= Jules C. Webber =

American general (1838–1872)

Jules C. Webber (August 27, 1838 - January 12, 1872) was a lieutenant colonel in the Union Army during the American Civil War.

Jules C. Webber was born in Mayville, New York on August 27, 1838. He was a lawyer in Illinois before the Civil War. He was the brother-in law of Union Army Major General Joseph J. Reynolds.

Webber began his Civil War service as a first sergeant in the 18th Illinois Volunteer Infantry Regiment on May 28, 1861. He was appointed as first lieutenant on September 15, 1861. He was appointed captain and aide-de-camp to Major General Frederick Steele on June 7, 1864 and November 7, 1864. Webber was appointed lieutenant colonel of the 18th Illinois Infantry on March 24, 1865. He was mustered out of the volunteers on December 16, 1865.

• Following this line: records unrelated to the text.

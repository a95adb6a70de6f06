//! Axum router configuration

use axum::{
    http::{header, Method},
    routing::{get, post},
    Router,
};
use std::sync::Arc;
use std::time::Duration;
use tower_http::cors::{Any, CorsLayer};
use tower_http::trace::TraceLayer;

use crate::state::AppState;

use super::handlers::{
    health_check, local_provider_health, transcribe, translate, version_check,
};

/// Create the Axum router with all routes
pub fn create_router(state: Arc<AppState>) -> Router {
    // The overlay runs inside arbitrary streaming sites, so requests
    // arrive from any origin.
    let cors = CorsLayer::new()
        .allow_origin(Any)
        .allow_methods([Method::GET, Method::POST, Method::OPTIONS])
        .allow_headers([header::ACCEPT, header::CONTENT_TYPE, header::ORIGIN])
        .allow_private_network(true)
        .max_age(Duration::from_secs(3600));

    Router::new()
        // Health and version endpoints
        .route("/health", get(health_check))
        .route("/version", get(version_check))
        .route("/providers/local/health", get(local_provider_health))
        // Messaging boundary
        .route("/translate", post(translate))
        .route("/transcribe", post(transcribe))
        // Middleware
        .layer(TraceLayer::new_for_http())
        .layer(cors)
        // State
        .with_state(state)
}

On February 24, 1866 (resubmitted July 26, 1866), President Andrew Johnson nominated Webber for appointment to the grade of brevet brigadier general of volunteers, to rank from March 13, 1865, and the United States Senate confirmed the appointment on April 10, 1866 (reconfirmed July 27, 1866).

Jules C. Webber died at Vicksburg, Mississippi on January 12, 1872. He was buried in Evergreen Cemetery, Morris, Illinois.